(WORK ITEM):
In the records below, begin at the line that has "return (dir, name);" and stop after the line that has "fn expand_wren_log(wren_log: &str)"; quote those lines verbatim and nothing more.

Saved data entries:

------------------------------------------------------------

pub mod highlight;
pub mod tokens;
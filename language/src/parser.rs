//! Parsing source text into a [`SyntaxTree`]
//!
//! Java goes through tree-sitter and is converted into the flat tree. Kotlin
//! is parsed by a delimiter-matching token tree built from the lexer, which is
//! enough structure for the annotator to recognise declarations and calls.

use crate::{syntax::SyntaxTree, Language};
use snafu::Snafu;

pub(crate) mod java;
pub(crate) mod kotlin;

/// Parser errors
#[derive(Debug, Snafu)]
pub enum ParseError {
    #[snafu(display("Failed to load the {} grammar", language.name()))]
    Grammar { language: Language },

    #[snafu(display("Tree-sitter produced no tree for {}", language.name()))]
    NoTree { language: Language },
}

/// Builds a [`SyntaxTree`] for one language.
///
/// Parsers keep state between calls (tree-sitter's allocator, for example) so
/// a document handler holds one per document.
pub trait SyntaxParser: Send {
    fn language(&self) -> Language;

    /// Parse the whole text. The returned tree's root covers every character.
    fn parse(&mut self, text: &str) -> Result<SyntaxTree, ParseError>;
}

/// Create the parser for `language`.
pub fn for_language(language: Language) -> Result<Box<dyn SyntaxParser>, ParseError> {
    Ok(match language {
        Language::Java => Box::new(java::JavaParser::new()?),
        Language::Kotlin => Box::new(kotlin::KotlinParser),
    })
}
use clap::Parser;
use wren_bin::{
    cli::{Cli, Command},
    commands::{self, highlight::HighlightArgs},
};
use wren_config::Settings;
use wren_log::LogConfig;

fn main() {
    let cli = Cli::parse();

    let _log_guard = wren_log::init(LogConfig {
        log_file_path: cli.log_file.clone(),
    })
    .unwrap_or_else(|e| {
        eprintln!("Error: Failed to initialize logging: {}", e);
        std::process::exit(1);
    });

    let settings_path = cli.config.clone().or_else(Settings::default_path);
    let settings = Settings::load_with_overrides(cli.config.as_deref(), Settings::default_path().as_deref())
        .unwrap_or_else(|e| {
            eprintln!("Error: {:#}", e);
            std::process::exit(1);
        });

    let result = match cli.command {
        Command::Highlight {
            file,
            no_lexical,
            no_semantic,
            remember,
        } => commands::highlight::run(
            &file,
            HighlightArgs {
                no_lexical,
                no_semantic,
                line_numbers: false,
            },
            settings,
            settings_path.as_deref(),
            remember,
        ),
        Command::Tokens { file } => commands::tokens::run(&file),
    };

    if let Err(e) = result {
        eprintln!("Command failed: {:#}", e);
        std::process::exit(1);
    }
}
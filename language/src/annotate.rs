//! Semantic annotation of syntax trees
//!
//! An [`Annotator`] looks at one node at a time, together with whatever
//! context it can reach through the node's parent and siblings, and reports
//! styled ranges to a [`HighlightSink`]. The walk itself lives in
//! [`annotate_tree`].

use crate::syntax::{SyntaxNode, SyntaxTree};
use std::ops::Range;
use wren_config::{ColorScheme, HighlightCategory, Style};

pub(crate) mod java;
pub(crate) mod kotlin;

/// Receives styled character ranges.
pub trait HighlightSink {
    fn highlight(&mut self, start: usize, end: usize, style: Style);
}

pub trait Annotator: Sync {
    fn annotate(&self, node: SyntaxNode<'_>, sink: &mut dyn HighlightSink, scheme: &ColorScheme);
}

/// Call `annotator` for every node of `tree` in preorder, skipping
/// whitespace leaves.
pub fn annotate_tree(
    annotator: &dyn Annotator,
    tree: &SyntaxTree,
    sink: &mut dyn HighlightSink,
    scheme: &ColorScheme,
) {
    for node in tree.preorder().filter(|node| !node.is_whitespace()) {
        annotator.annotate(node, sink, scheme);
    }
}

pub(crate) fn paint(
    sink: &mut dyn HighlightSink,
    scheme: &ColorScheme,
    range: Range<usize>,
    category: HighlightCategory,
) {
    sink.highlight(range.start, range.end, scheme.style(category));
}

#[cfg(test)]
pub(crate) mod test_support {
    use super::*;
    use crate::Language;

    /// Records every highlight call.
    #[derive(Default)]
    pub(crate) struct Recorder {
        pub(crate) calls: Vec<(Range<usize>, Style)>,
    }

    impl HighlightSink for Recorder {
        fn highlight(&mut self, start: usize, end: usize, style: Style) {
            self.calls.push((start..end, style));
        }
    }

    /// Annotate `text` and return the style of the last call covering
    /// exactly the first occurrence of `needle`.
    pub(crate) fn style_of(language: Language, text: &str, needle: &str) -> Option<Style> {
        let byte = text.find(needle)?;
        let start = text[..byte].chars().count();
        let range = start..start + needle.chars().count();
        annotate(language, text)
            .into_iter()
            .rev()
            .find(|(r, _)| *r == range)
            .map(|(_, style)| style)
    }

    pub(crate) fn expected(category: HighlightCategory) -> Option<Style> {
        Some(ColorScheme::default().style(category))
    }

    pub(crate) fn annotate(language: Language, text: &str) -> Vec<(Range<usize>, Style)> {
        let tree = language.parser().unwrap().parse(text).unwrap();
        let mut recorder = Recorder::default();
        annotate_tree(
            language.annotator(),
            &tree,
            &mut recorder,
            &ColorScheme::default(),
        );
        recorder.calls
    }
}
//! Logging setup for Wren with file output and optional stdout.
//!
//! Logs always go to a file at `warn` level (or higher if a filter is set).
//! Stdout logging is enabled when `WREN_LOG` or `RUST_LOG` is set, or in debug builds.
//!
//! ## Environment Variables
//!
//! 1. **`WREN_LOG`** (highest priority) - Wren-specific logging control
//! 2. **`RUST_LOG`** - Standard tracing environment variable
//! 3. **Default** - `warn` globally, `info` for wren crates
//!
//! ## Log File Location
//!
//! Default: `<data_local_dir>/wren/logs/wren-<pid>.log`
//!
//! Override with `--log-file <path>`.

use std::{
    env,
    path::{Path, PathBuf},
};
use tracing_appender::non_blocking::WorkerGuard;
use tracing_subscriber::{
    fmt, layer::SubscriberExt, util::SubscriberInitExt, EnvFilter, Layer, Registry,
};

type BoxError = Box<dyn std::error::Error + Send + Sync>;

const WREN_CRATES: &[&str] = &[
    "wren",
    "wren_bin",
    "wren_text",
    "wren_language",
    "wren_config",
];

/// Returned from [`init`]; must be held alive to ensure log file flushing.
pub struct LogGuard {
    _file_guard: WorkerGuard,
    pub log_file: PathBuf,
}

#[derive(Debug, Default)]
pub struct LogConfig {
    pub log_file_path: Option<PathBuf>,
}

/// Initialize logging.
///
/// Filter priority is `WREN_LOG` > `RUST_LOG` > defaults, see the module docs.
///
/// The returned [`LogGuard`] must be held for the lifetime of the program --
/// dropping it flushes and stops the background file writer.
pub fn init(config: LogConfig) -> Result<LogGuard, BoxError> {
    let (log_dir, filename) = resolve_log_path(config.log_file_path);

    std::fs::create_dir_all(&log_dir)?;

    let file_appender = tracing_appender::rolling::never(&log_dir, &filename);
    let (non_blocking_file, file_guard) = tracing_appender::non_blocking(file_appender);

    let file_layer = fmt::layer()
        .with_writer(non_blocking_file)
        .with_ansi(false)
        .with_filter(create_file_filter());

    let stdout_enabled =
        env::var("WREN_LOG").is_ok() || env::var("RUST_LOG").is_ok() || cfg!(debug_assertions);

    let stdout_layer = stdout_enabled.then(|| fmt::layer().with_filter(create_filter()));

    Registry::default()
        .with(file_layer)
        .with(stdout_layer)
        .try_init()?;

    Ok(LogGuard {
        _file_guard: file_guard,
        log_file: log_dir.join(filename),
    })
}

/// Initialize logging for tests.
///
/// Stdout-only (no file output). Will not crash if called multiple times or
/// if logging is already initialized by another test.
pub fn test() {
    let _ = fmt()
        .with_env_filter(create_filter())
        .with_test_writer()
        .try_init();
}

fn resolve_log_path(override_path: Option<PathBuf>) -> (PathBuf, String) {
    let filename = format!("wren-{}.log", std::process::id());

    if let Some(path) = override_path {
        if path.extension().is_some() {
            let dir = path.parent().unwrap_or_else(|| Path::new(".")).to_path_buf();
            let name = path
                .file_name()
                .map(|n| n.to_string_lossy().into_owned())
                .unwrap_or(filename);
            return (dir, name);
        }
        return (path, filename);
    }

    let dir = dirs::data_local_dir()
        .unwrap_or_else(|| PathBuf::from("."))
        .join("wren")
        .join("logs");

    (dir, filename)
}

/// File filter: uses the user-specified filter if set, otherwise `warn`.
fn create_file_filter() -> EnvFilter {
    if env::var("WREN_LOG").is_ok() || env::var("RUST_LOG").is_ok() {
        return create_filter();
    }
    EnvFilter::new("warn")
}

fn create_filter() -> EnvFilter {
    if let Ok(wren_log) = env::var("WREN_LOG") {
        return expand_wren_log(&wren_log);
    }

    if let Ok(rust_log) = env::var("RUST_LOG") {
        return EnvFilter::new(rust_log);
    }

    EnvFilter::new(crate_directives("info"))
}

/// Expand `WREN_LOG` values into full tracing filter strings.
///
/// - `WREN_LOG=debug` becomes `warn,wren=debug,wren_text=debug,...`
/// - `WREN_LOG=wren_text=trace,wren=debug` is used as-is
fn expand_wren_log(wren_log: &str) -> EnvFilter {
    if wren_log.contains('=') || wren_log.contains(':') || wren_log.contains(',') {
        return EnvFilter::new(wren_log);
    }
    EnvFilter::new(crate_directives(wren_log))
}

fn crate_directives(level: &str) -> String {
    let mut directives = String::from("warn");
    for name in WREN_CRATES {
        directives.push_str(&format!(",{name}={level}"));
    }
    directives
}
//! Highlight cache reconciliation through the full pipeline.

mod common;

use common::Session;
use wren::{EditorOptions, HighlightRun};
use wren_config::HighlightCategory;

const KOTLIN: &str = r#"package demo

/** Greets. */
fun greet(name: String): String {
    val message = "Hello, $name!"
    return message // done
}
"#;

const JAVA: &str = r#"package demo;

public class Main {
    public static void main(String[] args) {
        System.out.println("hi" + 'c' + 1.5);
    }
}
"#;

fn assert_disjoint(runs: &[HighlightRun]) {
    for pair in runs.windows(2) {
        assert!(
            pair[0].start + pair[0].len <= pair[1].start,
            "overlapping runs {pair:?}"
        );
    }
    for run in runs {
        assert!(run.len > 0, "empty run {run:?}");
    }
}

#[test]
fn runs_cover_each_offset_at_most_once() {
    for (file, text) in [("Main.kt", KOTLIN), ("Main.java", JAVA)] {
        let mut session = Session::new().file(file).text(text);
        let runs = session.handler.reparse();
        assert!(!runs.is_empty());
        assert_disjoint(&runs);
        let end = runs.last().map(|run| run.start + run.len).unwrap_or(0);
        assert!(end <= text.chars().count());
    }
}

#[test]
fn adjacent_equal_styles_merge_into_one_run() {
    let mut session = Session::new().file("Main.kt").text("// one comment");
    let runs = session.handler.reparse();
    assert_eq!(runs.len(), 1);
    assert_eq!(runs[0].start, 0);
    assert_eq!(runs[0].len, 14);
}

#[test]
fn reparse_of_unchanged_text_is_a_visual_no_op() {
    let mut session = Session::new().file("Main.kt").text(KOTLIN);
    let before = session.document().styles().to_vec();
    let first = session.handler.reparse();
    let second = session.handler.reparse();
    assert_eq!(first, second);
    assert_eq!(session.document().styles(), before.as_slice());
    session.assert_unlocked().assert_history(0, 0);
}

#[test]
fn reconcile_uses_one_lock_per_pass() {
    let mut session = Session::new().file("Main.java").text(JAVA);
    let locks = session.document().lock_count();
    session.handler.reparse();
    assert_eq!(session.document().lock_count(), locks + 1);
    session.assert_unlocked();
}

#[test]
fn styles_follow_categories() {
    let session = Session::new().file("Main.kt").text(KOTLIN);
    let scheme = session.handler.options().colors.clone();
    let style_at = |needle: &str| {
        let byte = KOTLIN.find(needle).unwrap();
        session.document().style_at(KOTLIN[..byte].chars().count())
    };

    assert_eq!(style_at("package"), Some(scheme.style(HighlightCategory::Keyword)));
    assert_eq!(style_at("/**"), Some(scheme.style(HighlightCategory::DocComment)));
    assert_eq!(style_at("greet"), Some(scheme.style(HighlightCategory::FunctionDeclaration)));
    assert_eq!(style_at("name:"), Some(scheme.style(HighlightCategory::Parameter)));
    assert_eq!(style_at("String"), Some(scheme.style(HighlightCategory::TypeName)));
    assert_eq!(style_at("message"), Some(scheme.style(HighlightCategory::Property)));
    assert_eq!(style_at("\"Hello"), Some(scheme.style(HighlightCategory::String)));
    assert_eq!(style_at("$name"), Some(scheme.style(HighlightCategory::StringTemplate)));
    assert_eq!(style_at("// done"), Some(scheme.style(HighlightCategory::LineComment)));
    assert_eq!(style_at("{\n"), Some(scheme.style(HighlightCategory::Braces)));
}

#[test]
fn token_highlighting_alone() {
    let session = Session::with_options(EditorOptions {
        semantic_highlighting: false,
        ..EditorOptions::default()
    })
    .file("Main.kt")
    .text(KOTLIN);
    let scheme = &session.handler.options().colors;
    let offset = KOTLIN.find("greet").unwrap();
    assert_eq!(
        session.document().style_at(offset),
        Some(scheme.style(HighlightCategory::Identifier))
    );
}

#[test]
fn edits_rehighlight_the_new_text() {
    let mut session = Session::new().file("Main.java").text("int x;");
    let scheme = session.handler.options().colors.clone();
    session.handler.set_caret(0);
    session.handler.insert(0, "// ");
    let doc = session.document();
    assert!((0..doc.styles().len())
        .all(|offset| doc.style_at(offset) == Some(scheme.style(HighlightCategory::LineComment))));
}

#[test]
fn broken_source_still_highlights() {
    let mut session = Session::new().file("Main.java").text("class { void (");
    let runs = session.handler.reparse();
    assert_disjoint(&runs);
    assert!(!runs.is_empty());
    session.assert_unlocked();
}
use serde::{Deserialize, Serialize};
use std::{fmt, str::FromStr};

/// 24-bit RGB color, written as `#rrggbb` in configuration files.
#[derive(Clone, Copy, Debug, PartialEq, Eq, Hash, Serialize, Deserialize)]
#[serde(try_from = "String", into = "String")]
pub struct Color {
    pub r: u8,
    pub g: u8,
    pub b: u8,
}

impl Color {
    pub const fn rgb(hex: u32) -> Self {
        Self {
            r: (hex >> 16) as u8,
            g: (hex >> 8) as u8,
            b: hex as u8,
        }
    }
}

#[derive(Debug, Clone, PartialEq, Eq)]
pub struct ParseColorError(String);

impl fmt::Display for ParseColorError {
    fn fmt(&self, f: &mut fmt::Formatter<'_>) -> fmt::Result {
        write!(f, "invalid color {:?}, expected #rrggbb", self.0)
    }
}

impl std::error::Error for ParseColorError {}

impl FromStr for Color {
    type Err = ParseColorError;

    fn from_str(s: &str) -> Result<Self, Self::Err> {
        let hex = s
            .strip_prefix('#')
            .filter(|hex| hex.len() == 6)
            .ok_or_else(|| ParseColorError(s.to_owned()))?;
        let value = u32::from_str_radix(hex, 16).map_err(|_| ParseColorError(s.to_owned()))?;
        Ok(Self::rgb(value))
    }
}

impl TryFrom<String> for Color {
    type Error = ParseColorError;

    fn try_from(value: String) -> Result<Self, Self::Error> {
        value.parse()
    }
}

impl From<Color> for String {
    fn from(color: Color) -> Self {
        color.to_string()
    }
}

impl fmt::Display for Color {
    fn fmt(&self, f: &mut fmt::Formatter<'_>) -> fmt::Result {
        write!(f, "#{:02x}{:02x}{:02x}", self.r, self.g, self.b)
    }
}

/// Character-level visual attributes.
#[derive(Clone, Copy, Debug, Default, PartialEq, Eq, Hash, Serialize, Deserialize)]
#[serde(default)]
pub struct Style {
    pub foreground: Option<Color>,
    pub background: Option<Color>,
    pub bold: bool,
    pub italic: bool,
    pub underline: bool,
}

impl Style {
    pub const fn fg(hex: u32) -> Self {
        Self {
            foreground: Some(Color::rgb(hex)),
            background: None,
            bold: false,
            italic: false,
            underline: false,
        }
    }

    pub const fn bold(mut self) -> Self {
        self.bold = true;
        self
    }

    pub const fn italic(mut self) -> Self {
        self.italic = true;
        self
    }

    pub const fn underline(mut self) -> Self {
        self.underline = true;
        self
    }

    /// Layer `self` over `base`: colors set here win, flags accumulate.
    pub fn over(self, base: Style) -> Style {
        Style {
            foreground: self.foreground.or(base.foreground),
            background: self.background.or(base.background),
            bold: self.bold || base.bold,
            italic: self.italic || base.italic,
            underline: self.underline || base.underline,
        }
    }
}

/// Paragraph-level attributes, applied per line.
#[derive(Clone, Copy, Debug, PartialEq, Eq, Hash)]
pub struct ParagraphStyle {
    pub tab_size: usize,
}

------------------------------------------------------------

(TASK OUTPUT):
            return (dir, name);
        }
        return (path, filename);
    }

    let dir = dirs::data_local_dir()
        .unwrap_or_else(|| PathBuf::from("."))
        .join("wren")
        .join("logs");

    (dir, filename)
}

/// File filter: uses the user-specified filter if set, otherwise `warn`.
fn create_file_filter() -> EnvFilter {
    if env::var("WREN_LOG").is_ok() || env::var("RUST_LOG").is_ok() {
        return create_filter();
    }
    EnvFilter::new("warn")
}

fn create_filter() -> EnvFilter {
    if let Ok(wren_log) = env::var("WREN_LOG") {
        return expand_wren_log(&wren_log);
    }

    if let Ok(rust_log) = env::var("RUST_LOG") {
        return EnvFilter::new(rust_log);
    }

    EnvFilter::new(crate_directives("info"))
}

/// Expand `WREN_LOG` values into full tracing filter strings.
///
/// - `WREN_LOG=debug` becomes `warn,wren=debug,wren_text=debug,...`
/// - `WREN_LOG=wren_text=trace,wren=debug` is used as-is
fn expand_wren_log(wren_log: &str) -> EnvFilter {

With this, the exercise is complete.